The Red Sox, meanwhile, will send Jon Lester to the mound. Lester, who went 1-1 with a 3.38 ERA in four starts this spring, has won 15 or more games in each of the last three seasons and is coming off his best year yet. He went 19-9 with a 3.25 ERA and finished fourth in AL Cy Young voting last season. The only question mark on Lester’s resume is his poor record in April, something he’ll be looking to turn around this year. He’s 3-6 with a 4.76 ERA in 17 career April starts, making it by far his worst month. Last season, Lester went 0-2 with an 8.44 ERA in his first three starts before tossing 12 2/3 shutout innings over his final two starts of April.

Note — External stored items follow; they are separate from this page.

// ABOUTME: Longitudinal progress models for weekly calorie adjustment
// ABOUTME: DailyLog, WeeklyProgressRecord, weight trend, and self-reported wellbeing signals
//
// SPDX-License-Identifier: MIT OR Apache-2.0
// Copyright (c) 2025 Pierre Fitness Intelligence

use chrono::NaiveDate;
use serde::{Deserialize, Serialize};

/// Self-reported energy level for a day
#[derive(Debug, Clone, Copy, PartialEq, Eq, Hash, Serialize, Deserialize)]
#[serde(rename_all = "snake_case")]
pub enum EnergyLevel {
    /// Tired, sluggish
    Low,
    /// Normal
    Normal,
    /// Energetic
    High,
}

/// Self-reported hunger level for a day
#[derive(Debug, Clone, Copy, PartialEq, Eq, Hash, Serialize, Deserialize)]
#[serde(rename_all = "snake_case")]
pub enum HungerLevel {
    /// Satisfied between meals
    Satisfied,
    /// Some hunger, manageable
    Moderate,
    /// Frequently hungry
    Hungry,
    /// Persistently hungry
    VeryHungry,
}

impl HungerLevel {
    /// Hungry or very hungry
    #[must_use]
    pub const fn is_elevated(&self) -> bool {
        matches!(self, Self::Hungry | Self::VeryHungry)
    }
}

/// Self-reported workout quality for a session
#[derive(Debug, Clone, Copy, PartialEq, Eq, Hash, Serialize, Deserialize)]
#[serde(rename_all = "snake_case")]
pub enum WorkoutQuality {
    /// Weak session
    Poor,
    /// Mediocre session
    Ok,
    /// Solid session
    Good,
    /// Personal-best territory
    Great,
}

impl WorkoutQuality {
    /// Poor or merely ok
    #[must_use]
    pub const fn is_subpar(&self) -> bool {
        matches!(self, Self::Poor | Self::Ok)
    }
}

/// Weekly weight trend classification
#[derive(Debug, Clone, Copy, PartialEq, Eq, Hash, Serialize, Deserialize)]
#[serde(rename_all = "snake_case")]
pub enum WeightTrend {
    /// Weight went down by more than the stability band
    Losing,
    /// Weight change within the stability band
    Stable,
    /// Weight went up by more than the stability band
    Gaining,
}

impl WeightTrend {
    /// Classify a weekly change (kg) against a symmetric stability band (kg)
    #[must_use]
    pub fn classify(weekly_change_kg: f64, stable_band_kg: f64) -> Self {
        if weekly_change_kg < -stable_band_kg {
            Self::Losing
        } else if weekly_change_kg > stable_band_kg {
            Self::Gaining
        } else {
            Self::Stable
        }
    }
}

/// One day of logged intake, weight and wellbeing
#[derive(Debug, Clone, PartialEq, Serialize, Deserialize)]
pub struct DailyLog {
    /// Calendar date
    pub date: NaiveDate,
    /// Morning weigh-in, if any
    #[serde(default, skip_serializing_if = "Option::is_none")]
    pub weight_kg: Option<f64>,
    /// Logged energy (kcal); zero means nothing was logged
    #[serde(default)]
    pub calories: f64,
    /// Logged protein (g)
    #[serde(default)]
    pub protein: f64,
    /// Logged carbohydrate (g)
    #[serde(default)]
    pub carbs: f64,
    /// Logged fat (g)
    #[serde(default)]
    pub fat: f64,
    /// A planned workout was completed on this day
    #[serde(default)]
    pub workout_completed: bool,
    /// Self-reported energy
    #[serde(default, skip_serializing_if = "Option::is_none")]
    pub energy: Option<EnergyLevel>,
    /// Self-reported hunger
    #[serde(default, skip_serializing_if = "Option::is_none")]
    pub hunger: Option<HungerLevel>,
    /// Self-reported workout quality
    #[serde(default, skip_serializing_if = "Option::is_none")]
    pub workout_quality: Option<WorkoutQuality>,
}

impl DailyLog {
    /// Create a log entry with intake only
    #[must_use]
    pub const fn new(date: NaiveDate, calories: f64, protein: f64, carbs: f64, fat: f64) -> Self {
        Self {
            date,
            weight_kg: None,
            calories,
            protein,
            carbs,
            fat,
            workout_completed: false,
            energy: None,
            hunger: None,
            workout_quality: None,
        }
    }

    /// Attach a weigh-in
    #[must_use]
    pub const fn with_weight(mut self, weight_kg: f64) -> Self {
        self.weight_kg = Some(weight_kg);
        self
    }

    /// Mark a completed workout with its quality
    #[must_use]
    pub const fn with_workout(mut self, quality: Option<WorkoutQuality>) -> Self {
        self.workout_completed = true;
        self.workout_quality = quality;
        self
    }

    /// Attach energy and hunger self-reports
    #[must_use]
    pub const fn with_wellbeing(mut self, energy: EnergyLevel, hunger: HungerLevel) -> Self {
        self.energy = Some(energy);
        self.hunger = Some(hunger);
        self
    }

    /// Whether any intake was logged
    #[must_use]
    pub fn is_logged(&self) -> bool {
        self.calories > 0.0
    }
}

/// Summary of one elapsed week
///
/// Appended once per week to a user's ordered history and never mutated
/// afterwards. The optional signal arrays are `None` when nothing was reported;
/// absence never counts as a triggered condition.
#[derive(Debug, Clone, PartialEq, Serialize, Deserialize)]
pub struct WeeklyProgressRecord {
    /// 1-based week index since the plan started
    pub week_number: u32,
    /// First day of the week
    pub start_date: NaiveDate,
    /// Last day of the week
    pub end_date: NaiveDate,
    /// Weight at the start of the week (kg)
    pub start_weight_kg: f64,
    /// Weight at the end of the week (kg)
    pub end_weight_kg: f64,
    /// `end - start` (kg)
    pub weight_change_kg: f64,
    /// Days with logged intake (0-7)
    pub days_logged: u8,
    /// Mean logged energy over logged days (kcal)
    pub average_calories: f64,
    /// Daily calorie goal in force during the week (kcal)
    pub target_calories: f64,
    /// Calorie adherence (0-100 %)
    pub calorie_adherence_percent: f64,
    /// Mean logged protein (g)
    pub average_protein: f64,
    /// Mean logged carbohydrate (g)
    pub average_carbs: f64,
    /// Mean logged fat (g)
    pub average_fat: f64,
    /// Workouts completed / planned (0-100 %)
    pub workout_adherence_percent: f64,
    /// Derived trend classification
    pub trend: WeightTrend,
    /// Daily energy self-reports
    #[serde(default, skip_serializing_if = "Option::is_none")]
    pub energy_levels: Option<Vec<EnergyLevel>>,
    /// Daily hunger self-reports
    #[serde(default, skip_serializing_if = "Option::is_none")]
    pub hunger_levels: Option<Vec<HungerLevel>>,
    /// Per-session workout quality self-reports
    #[serde(default, skip_serializing_if = "Option::is_none")]
    pub workout_qualities: Option<Vec<WorkoutQuality>>,
}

If you were to make a list of teams Lester would be most likely to reverse that trend against, Texas would not be on it. Seven current Rangers are hitting .313 or better against Lester. Nelson Cruz leads the way with a .400 average in 10 plate appearances, while Michael Young isn’t far behind at .391 in 25 plate appearances.
Red Sox vs. C.J. Wilson
Marco Scutaro (17 career plate appearances): .125 BA/.176 OBP/.188 SLG, 1 walk, 4 strikeouts
Carl Crawford (16): .133/.188/.333, 1 HR, 4 RBI, 1 walk, 5 strikeouts
David Ortiz (10): .100/.100/.100, 1 RBI, 4 strikeouts
Kevin Youkilis (9): .286/.444/.286, 2 walks
J.D. Drew (8): .167/.365/.167, 2 walks, 1 strikeout
Darnell McDonald (8): .167/.365/.167, 2 walks, 2 strikeouts
Dustin Pedroia (5): .400/.400/.600, 1 RBI
Mike Cameron (3): .000/.000/.000, 2 strikeouts
Jarrod Saltalamacchia (3): .000/.333/.000, 1 walk
Jacoby Ellsbury (1): .000/.000/.000
Adrian Gonzalez (1): .000/.000/.000, 1 strikeout
Jason Varitek (1): .000/.000/.000
Jed Lowrie has not faced Wilson.
Rangers vs. Jon Lester
Michael Young (25): .391/.440/.609, 1 HR, 2 RBI, 2 walks, 3 strikeouts
Ian Kinsler (18): .125/.222/.313, 1 HR, 2 RBI, 2 walks, 3 strikeouts
Josh Hamilton (17): .313/.353/.500, 1 HR, 1 RBI, 1 walk, 2 strikeouts
Elvis Andrus (13): .333/.385/.417, 1 walk, 2 strikeouts
Adrian Beltre (12): .364/.417/.455, 3 RBI, 1 walk, 1 strikeout
Mike Napoli (12): .273/.333/.364, 1 walk, 3 strikeouts
Nelson Cruz (10): .400/.400/700, 1 RBI, 2 strikeouts
David Murphy (9): .222/.222/.333, 4 strikeouts
Andres Blanco (3): .333/.333/.333
Julio Borbon (3): .333/.333/.667, 2 strikeouts
Yorvit Torrealba (2): .000/.000/.000
Mitch Moreland has not faced Lester.